The younger one is an upstart, full of himself, confident of his own ability. He asks for and receives his part of the inheritance (effectively saying to his Father, "you are as good as dead to me") turns all that cattle into cash and takes a trip to a foreign land where he immediately spends all his money. Then there is a famine and no one knows him and no one will help him.
He gets a job feeding pigs. Think about that for a moment: a Jew feeding pigs....and he is so hungry he is tempted to eat the pig food. "Aha! he exclaims."' My Father treats his hired hands better than this....I will go home, apologize profusely and offer to work as his servant."
And so a plan is hatched. He rehearses his speech before he arrives. "Father I have sinned against heaven and before you. I am no longer worthy to be called your son." You have to admit, it's a very good apology. This young man is repentent and humble, a very good combination for getting our sympathy. We are more than ready to make a path back into the family for this son. Perhaps a few years of difficult work. Perhaps he will always be a hired hand. Perhaps he will have to take his meals at the 'kids table' in the future. But we can see a way back for this son.
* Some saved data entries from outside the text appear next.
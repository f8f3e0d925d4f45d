//! Search criteria
//!
//! Criteria are validated once when they are built from user input and are
//! read-only while a search runs. Validation failures are contract
//! violations and are reported as [`CriteriaError`].

pub mod estimate;
pub mod iv;
pub mod pid;

pub use estimate::{ExpectedResults, ResultEstimate};
pub use iv::IvCriteria;
pub use pid::PidCriteria;

use crate::domain::types::Element;
use serde::{Deserialize, Serialize};
use thiserror::Error;

/// Invalid criteria or arguments
#[derive(Debug, Clone, PartialEq, Eq, Error)]
pub enum CriteriaError {
    #[error("stat index {0} is out of range (expected 0..6)")]
    InvalidStatIndex(usize),

    #[error("IV {value} for {stat} is above 31")]
    InvalidIvValue { stat: &'static str, value: u8 },

    #[error("IV range for {stat} is invalid: min {min} > max {max}")]
    InvalidIvRange {
        stat: &'static str,
        min: u8,
        max: u8,
    },

    #[error("no IVs in range give hidden power {element:?} with power >= {min_power}")]
    ImpossibleHiddenPower {
        element: Option<Element>,
        min_power: u8,
    },

    #[error("frame range is invalid: min {min}, max {max}")]
    InvalidFrameRange { min: u32, max: u32 },

    #[error("seed range is invalid: {0}")]
    InvalidSeedRange(String),

    #[error("seed space is empty")]
    EmptySeedSpace,

    #[error("hidden hollow index {0} is out of range (expected 0..20)")]
    InvalidHollowIndex(usize),

    #[error("spin sequence is empty")]
    EmptySpinSequence,
}

/// Inclusive window of frame numbers to scan
#[derive(Clone, Copy, Debug, PartialEq, Eq, Serialize, Deserialize)]
#[serde(try_from = "FrameRangeFields")]
pub struct FrameRange {
    min: u32,
    max: u32,
}

#[derive(Deserialize)]
struct FrameRangeFields {
    min: u32,
    max: u32,
}

impl TryFrom<FrameRangeFields> for FrameRange {
    type Error = CriteriaError;

    fn try_from(fields: FrameRangeFields) -> Result<Self, CriteriaError> {
        Self::new(fields.min, fields.max)
    }
}

impl FrameRange {
    /// Frames are numbered from 1
    pub fn new(min: u32, max: u32) -> Result<Self, CriteriaError> {
        if min == 0 || min > max {
            return Err(CriteriaError::InvalidFrameRange { min, max });
        }
        Ok(Self { min, max })
    }

    /// A window covering only `frame`
    pub fn single(frame: u32) -> Result<Self, CriteriaError> {
        Self::new(frame, frame)
    }

    #[inline]
    pub const fn min(&self) -> u32 {
        self.min
    }

    #[inline]
    pub const fn max(&self) -> u32 {
        self.max
    }

    #[inline]
    pub const fn len(&self) -> u64 {
        (self.max - self.min) as u64 + 1
    }

    pub const fn is_empty(&self) -> bool {
        false
    }

    #[inline]
    pub const fn contains(&self, frame: u32) -> bool {
        frame >= self.min && frame <= self.max
    }

    /// Shift both ends by `offset` frames
    pub fn offset(&self, offset: u32) -> Self {
        Self {
            min: self.min.saturating_add(offset),
            max: self.max.saturating_add(offset),
        }
    }
}

#[cfg(test)]
mod tests {
    use super::*;

    #[test]
    fn test_frame_range_deserialize_validates() {
        let range: FrameRange = serde_json::from_str(r#"{"min":3,"max":5}"#).unwrap();
        assert_eq!(range, FrameRange::new(3, 5).unwrap());
        assert!(serde_json::from_str::<FrameRange>(r#"{"min":0,"max":5}"#).is_err());
        assert!(serde_json::from_str::<FrameRange>(r#"{"min":6,"max":5}"#).is_err());
    }

    #[test]
    fn test_frame_range_validation() {
        assert!(FrameRange::new(0, 10).is_err());
        assert!(FrameRange::new(11, 10).is_err());
        let range = FrameRange::new(5, 10).unwrap();
        assert_eq!(range.len(), 6);
        assert!(range.contains(5));
        assert!(range.contains(10));
        assert!(!range.contains(11));
    }

    #[test]
    fn test_error_kinds_are_distinguishable() {
        let err = FrameRange::new(3, 1).unwrap_err();
        assert!(matches!(err, CriteriaError::InvalidFrameRange { min: 3, max: 1 }));
        assert!(err.to_string().contains("frame range"));
    }
}
//! C-Gear spinner
//!
//! While the C-Gear boots, an arrow spins to one of eight positions per
//! frame. The positions come from MT19937 seeded with the C-Gear seed:
//! `position = (output * 8) >> 32`.

use super::FrameGenerator;
use crate::domain::rng::Mt;
use crate::domain::seed::CGearSeed;
use serde::{Deserialize, Serialize};

#[derive(Clone, Copy, Debug, Default, PartialEq, Eq, Hash, Serialize, Deserialize)]
pub enum SpinDirection {
    #[default]
    Up,
    UpRight,
    Right,
    DownRight,
    Down,
    DownLeft,
    Left,
    UpLeft,
}

impl SpinDirection {
    pub const ALL: [SpinDirection; 8] = [
        SpinDirection::Up,
        SpinDirection::UpRight,
        SpinDirection::Right,
        SpinDirection::DownRight,
        SpinDirection::Down,
        SpinDirection::DownLeft,
        SpinDirection::Left,
        SpinDirection::UpLeft,
    ];

    #[inline]
    pub fn from_output(output: u32) -> Self {
        Self::ALL[((output as u64 * 8) >> 32) as usize]
    }
}

#[derive(Clone, Copy, Debug, Default, PartialEq, Eq, Hash, Serialize, Deserialize)]
pub struct SpinnerFrame {
    pub number: u32,
    pub direction: SpinDirection,
}

#[derive(Clone, Debug)]
pub struct SpinnerGenerator {
    mt: Mt,
    frame: SpinnerFrame,
}

impl SpinnerGenerator {
    pub fn new(seed: CGearSeed) -> Self {
        Self {
            mt: Mt::new(seed.raw()),
            frame: SpinnerFrame::default(),
        }
    }

    /// The next `len` positions, starting after the current frame
    pub fn sequence(&mut self, len: usize) -> Vec<SpinDirection> {
        (0..len)
            .map(|_| {
                self.advance();
                self.frame.direction
            })
            .collect()
    }
}

impl FrameGenerator for SpinnerGenerator {
    type Frame = SpinnerFrame;

    fn advance(&mut self) {
        self.frame = SpinnerFrame {
            number: self.frame.number + 1,
            direction: SpinDirection::from_output(self.mt.next_u32()),
        };
    }

    fn current(&self) -> &SpinnerFrame {
        &self.frame
    }

    fn frame_number(&self) -> u32 {
        self.frame.number
    }
}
So can the father. He sees him far off and runs to meet him - throws his arm around him and does everything but dance a jig. " Hurry! he calls. "Kill the fatted calf. My son has returned and we must celebrate."
So if God is the Father in this parable, then we can well imagine that God has enough love to welcome back the younger son, even to throw him a party. It gives us comfort to encounter this God because we want a God who has enough love to cover us when we act like idiots and wander off into our equivalent of pig country and find ourselves stuck in the mud.
We are grateful for a God whose love is this big because this is the God we want to encounter as we prepare our repentent cries and seek the Lord's favor. We want to face a God who has room in his heart for a broken person, especially one who is repentent and humble.....as it should be, especially for those who are working very hard to be good. These are exactly the kind of people God's love should cover.
If only Luke had stopped there, we could have twisted this little parable into any number of interpretations that require the broken ones to work their way back to the Father. We could have rested easy with a God who loves the occassionally lost one.
The problem is there is one more son, and his is an entirely different story....that, and on any given day, we are either one of the two.